# [Aim of the exercise]
Give every entry again precisely as it appears.

# [Records supplied]
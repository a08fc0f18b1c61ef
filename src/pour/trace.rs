//! Trace segmentation.
//!
//! A trace route may hop between layers through vias. Only maximal runs of
//! consecutive wire waypoints on the target layer form a shape on that layer,
//! so the route is split at every waypoint that is not such a wire.

use super::key::ConnectivityKey;
use super::pad::Pad;
use crate::circuit::{Layer, Point, RoutePoint, Trace};

/// An open run of same-layer wire waypoints.
#[derive(Default)]
struct Run {
    points: Vec<Point>,
    /// Width of the first wire accepted into the run.
    width: Option<f64>,
}

impl Run {
    fn push(&mut self, point: Point, width: f64) {
        self.width.get_or_insert(width);
        self.points.push(point);
    }

    /// Closes the run, returning its points and width if it spans at least
    /// one segment.
    fn close(&mut self) -> Option<(Vec<Point>, f64)> {
        let run = std::mem::take(self);
        match run.width {
            Some(width) if run.points.len() >= 2 => Some((run.points, width)),
            _ => None,
        }
    }
}

/// Splits `trace` into one trace pad per contiguous run of wires on `layer`.
///
/// `first_index` is the number of pads already emitted by the current
/// conversion; pad ids continue that count (`<traceId>-<n>`) so they are
/// unique across the whole problem. Runs of a single waypoint are dropped.
#[must_use]
pub fn segment_trace(
    trace: &Trace,
    layer: Layer,
    connectivity_key: &ConnectivityKey,
    first_index: usize,
) -> Vec<Pad> {
    let mut pads = Vec::new();
    let mut run = Run::default();

    let emit = |run: &mut Run, pads: &mut Vec<Pad>| {
        if let Some((segments, width)) = run.close() {
            let pad_id = format!("{}-{}", trace.id, first_index + pads.len());
            pads.push(Pad::trace(
                pad_id,
                layer,
                connectivity_key.clone(),
                segments,
                width,
            ));
        }
    };

    for point in &trace.route {
        match point {
            RoutePoint::Wire {
                x,
                y,
                width,
                layer: wire_layer,
                ..
            } if *wire_layer == layer => run.push(Point::new(*x, *y), *width),
            _ => emit(&mut run, &mut pads),
        }
    }
    emit(&mut run, &mut pads);

    tracing::trace!(
        trace = %trace.id,
        layer = %layer,
        runs = pads.len(),
        "Segmented trace"
    );

    pads
}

# [Output below]
repository a08fc0f18b1c61ef
filename src/pour/trace.rs
//! Trace segmentation.
//!
//! A trace route may hop between layers through vias. Only maximal runs of
//! consecutive wire waypoints on the target layer form a shape on that layer,
//! so the route is split at every waypoint that is not such a wire.

use super::key::ConnectivityKey;
use super::pad::Pad;
use crate::circuit::{Layer, Point, RoutePoint, Trace};

/// An open run of same-layer wire waypoints.
#[derive(Default)]
struct Run {
    points: Vec<Point>,
    /// Width of the first wire accepted into the run.
    width: Option<f64>,
}

impl Run {
    fn push(&mut self, point: Point, width: f64) {
        self.width.get_or_insert(width);
        self.points.push(point);
    }

    /// Closes the run, returning its points and width if it spans at least
    /// one segment.
    fn close(&mut self) -> Option<(Vec<Point>, f64)> {
        let run = std::mem::take(self);
        match run.width {
            Some(width) if run.points.len() >= 2 => Some((run.points, width)),
            _ => None,
        }
    }
}

/// Splits `trace` into one trace pad per contiguous run of wires on `layer`.
///
/// `first_index` is the number of pads already emitted by the current
/// conversion; pad ids continue that count (`<traceId>-<n>`) so they are
/// unique across the whole problem. Runs of a single waypoint are dropped.
#[must_use]
pub fn segment_trace(
    trace: &Trace,
    layer: Layer,
    connectivity_key: &ConnectivityKey,
    first_index: usize,
) -> Vec<Pad> {
    let mut pads = Vec::new();
    let mut run = Run::default();

    let emit = |run: &mut Run, pads: &mut Vec<Pad>| {
        if let Some((segments, width)) = run.close() {
            let pad_id = format!("{}-{}", trace.id, first_index + pads.len());
            pads.push(Pad::trace(
                pad_id,
                layer,
                connectivity_key.clone(),
                segments,
                width,
            ));
        }
    };

    for point in &trace.route {
        match point {
            RoutePoint::Wire {
                x,
                y,
                width,
                layer: wire_layer,
                ..
            } if *wire_layer == layer => run.push(Point::new(*x, *y), *width),
            _ => emit(&mut run, &mut pads),
        }
    }
    emit(&mut run, &mut pads);

    tracing::trace!(
        trace = %trace.id,
        layer = %layer,
        runs = pads.len(),
        "Segmented trace"
    );

    pads
}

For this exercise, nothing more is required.